Do you have to stop trusting people to avoid such a thing from happening to you? No, but you need to implement good internal controls to reduce the risks. In my opinion, an honest bookkeeper would welcome the fact that controls are put in place—if for no other reason than to avoid the risk of ever being accused of wrongdoing.

Tips to consider:

  • Hire smart—develop accurate job descriptions and MUST do reference checking. During reference checking, make sure you ask former employers, “Would you rehire this person?”
  • Evaluate your internal controls—either on your own, or with the help of your CPA. (IC questionnaire)
  • Remember that as a manager or small business owner you are ultimately responsible for the numbers—so get involved in the process
  • Receive all mail—consider having post office hold mail until you return from vacation, if office is closed in your absence.
  • Review statements from vendors. Many vendors have stopped sending statements, but they will send late notices. Make sure your business is in good standing with vendors. Long overdue invoices may be an indication that a check you thought was going to a vendor actually went in someone else’s pocket, or that an invoice had been overlooked.
  • Receive bank statements directly, unopened. Insist on cancelled checks or check copies. Review cancelled checks for reasonableness of date, payee, amount, authorized signature and endorsement on the back of the check.
  • Review the bank reconciliation every month. This step is particularly important if you have one person doing the bookkeeping, writing checks, posting entries, preparing financial statements. Look closely at any adjustments to the bank accounts. Are there any old outstanding checks/deposits listed on the bank rec.?
  • Scan the check register periodically (every 3-4 months) to verify all payees and amounts paid make sense. Multiple checks written around the same time to the same vendor could be an indication that funds are being diverted—or just an inefficient use of time to write and code multiple checks. Verify check number sequences.
  • Review all credit card statements—are all charges authorized? Look for unusual late fees and finance charges. Pay off credit card balances monthly to avoid late fees. (Financial management point—check into lining up a line of credit with your bank—before you need the money, to manage short term cash flow/seasonal issues—at a lower rate and fees than a credit card.)
  • Review all payroll tax reports—consult with your CPA to verify deadlines and make sure that all reports are filed on time. Consider asking for account transcripts from the IRS and contact WDR at least annually to verify that all taxes were paid on a timely basis and that there are no balances outstanding.
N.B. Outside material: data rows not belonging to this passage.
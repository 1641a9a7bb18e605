use axum::{
    extract::{rejection::JsonRejection, Path, State},
    http::StatusCode,
    response::Json,
    Extension,
};
use serde::Deserialize;
use std::sync::Arc;
use worklist_core::{Acl, Permission};

use super::load_panel;
use crate::{
    auth::AuthUser,
    error::{ApiError, ApiResult},
    AppState,
};

#[derive(Debug, Deserialize)]
#[serde(rename_all = "camelCase")]
pub struct AclInput {
    pub user_id: String,
    pub permission: Permission,
}

/// GET /panels/{id}/acl
pub async fn list_acl(
    State(state): State<Arc<AppState>>,
    Extension(user): Extension<AuthUser>,
    Path(id): Path<String>,
) -> ApiResult<Json<Vec<Acl>>> {
    load_panel(&state, &user, &id, Permission::Viewer)?;
    Ok(Json(state.store.list_acl(&id)?))
}

/// Grant or change a user's access (PUT /panels/{id}/acl)
pub async fn put_acl(
    State(state): State<Arc<AppState>>,
    Extension(user): Extension<AuthUser>,
    Path(id): Path<String>,
    body: Result<Json<AclInput>, JsonRejection>,
) -> ApiResult<Json<Acl>> {
    let Json(input) = body?;
    load_panel(&state, &user, &id, Permission::Owner)?;

    if input.user_id.trim().is_empty() {
        return Err(ApiError::BadRequest("userId must not be blank".into()));
    }
    if input.permission != Permission::Owner {
        ensure_other_owner(&state, &id, &input.user_id)?;
    }

    let acl = Acl {
        panel_id: id,
        user_id: input.user_id,
        permission: input.permission,
    };
    state.store.put_acl(&acl)?;
    tracing::info!(
        panel_id = %acl.panel_id,
        user = %acl.user_id,
        permission = acl.permission.as_str(),
        granted_by = %user.user_id,
        "Updated panel ACL"
    );
    Ok(Json(acl))
}

/// DELETE /panels/{id}/acl/{user_id}
pub async fn delete_acl(
    State(state): State<Arc<AppState>>,
    Extension(user): Extension<AuthUser>,
    Path((id, user_id)): Path<(String, String)>,
) -> ApiResult<StatusCode> {
    load_panel(&state, &user, &id, Permission::Owner)?;
    ensure_other_owner(&state, &id, &user_id)?;

    if !state.store.delete_acl(&id, &user_id)? {
        return Err(ApiError::NotFound(format!("No ACL entry for {}", user_id)));
    }
    Ok(StatusCode::NO_CONTENT)
}

/// Refuse to demote or remove `user_id` when they are the panel's only owner
fn ensure_other_owner(state: &AppState, panel_id: &str, user_id: &str) -> ApiResult<()> {
    let entries = state.store.list_acl(panel_id)?;
    let is_owner = entries
        .iter()
        .any(|e| e.user_id == user_id && e.permission == Permission::Owner);
    let owners = entries
        .iter()
        .filter(|e| e.permission == Permission::Owner)
        .count();

    if is_owner && owners == 1 {
        return Err(ApiError::Conflict(format!(
            "{} is the last owner of panel {}",
            user_id, panel_id
        )));
    }
    Ok(())
}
  • Review payroll registers – review frequency of paychecks and amounts paid for reasonableness. Hand out pay checks/ pay stubs.
  • Review your accounts receivable aging summary schedule on a regular basis. This is beneficial not only to determine if you have any slow paying customers. It may also disclose if any customer payments have been misapplied.
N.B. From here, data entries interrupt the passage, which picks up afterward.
use axum::{
    extract::{rejection::JsonRejection, Path, State},
    http::StatusCode,
    response::Json,
    Extension,
};
use chrono::Utc;
use std::sync::Arc;
use worklist_core::{model::validate_column, Column, Permission};

use super::{load_panel, panels::prune_views};
use crate::{
    auth::AuthUser,
    error::{ApiError, ApiResult},
    AppState,
};

/// GET /panels/{id}/columns
pub async fn list_columns(
    State(state): State<Arc<AppState>>,
    Extension(user): Extension<AuthUser>,
    Path(id): Path<String>,
) -> ApiResult<Json<Vec<Column>>> {
    let panel = load_panel(&state, &user, &id, Permission::Viewer)?;
    Ok(Json(panel.columns))
}

/// Append a column (POST /panels/{id}/columns)
pub async fn add_column(
    State(state): State<Arc<AppState>>,
    Extension(user): Extension<AuthUser>,
    Path(id): Path<String>,
    body: Result<Json<Column>, JsonRejection>,
) -> ApiResult<(StatusCode, Json<Column>)> {
    let Json(column) = body?;
    let mut panel = load_panel(&state, &user, &id, Permission::Editor)?;

    validate_column(&column)?;
    if panel.column(&column.id).is_some() {
        return Err(ApiError::Conflict(format!(
            "Column {} already exists on panel {}",
            column.id, id
        )));
    }

    panel.columns.push(column.clone());
    panel.updated_at = Utc::now();
    state.store.update_panel(&panel)?;

    Ok((StatusCode::CREATED, Json(column)))
}

/// Replace a column in place (PUT /panels/{id}/columns/{column_id})
pub async fn replace_column(
    State(state): State<Arc<AppState>>,
    Extension(user): Extension<AuthUser>,
    Path((id, column_id)): Path<(String, String)>,
    body: Result<Json<Column>, JsonRejection>,
) -> ApiResult<Json<Column>> {
    let Json(mut column) = body?;
    let mut panel = load_panel(&state, &user, &id, Permission::Editor)?;

    // The path names the column
    column.id = column_id.clone();
    validate_column(&column)?;

    let slot = panel
        .columns
        .iter_mut()
        .find(|c| c.id == column_id)
        .ok_or_else(|| ApiError::NotFound(format!("Column not found: {}", column_id)))?;
    *slot = column.clone();

    panel.updated_at = Utc::now();
    state.store.update_panel(&panel)?;

    Ok(Json(column))
}

/// Remove a column and every view reference to it (DELETE /panels/{id}/columns/{column_id})
pub async fn remove_column(
    State(state): State<Arc<AppState>>,
    Extension(user): Extension<AuthUser>,
    Path((id, column_id)): Path<(String, String)>,
) -> ApiResult<StatusCode> {
    let mut panel = load_panel(&state, &user, &id, Permission::Editor)?;

    let before = panel.columns.len();
    panel.columns.retain(|c| c.id != column_id);
    if panel.columns.len() == before {
        return Err(ApiError::NotFound(format!("Column not found: {}", column_id)));
    }

    panel.updated_at = Utc::now();
    state.store.update_panel(&panel)?;
    prune_views(&state, &panel)?;

    Ok(StatusCode::NO_CONTENT)
}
  • Evaluate controls over inventory. Establish records to properly and consistently track inventory. Do period physical inventory counts and compare to your perpetual inventory system. Are controls implemented to reduce risk of theft?
  • DON’T EVER pre-sign blank checks. Keep all blank checks in a secured location—with you controlling the key/combination. (Anyone can forge a check.)
  • Make sure employees who can handle cash are bonded. Do you have embezzlement/theft insurance in place? Is it adequate to cover a potential loss and professional fees to determine amounts taken?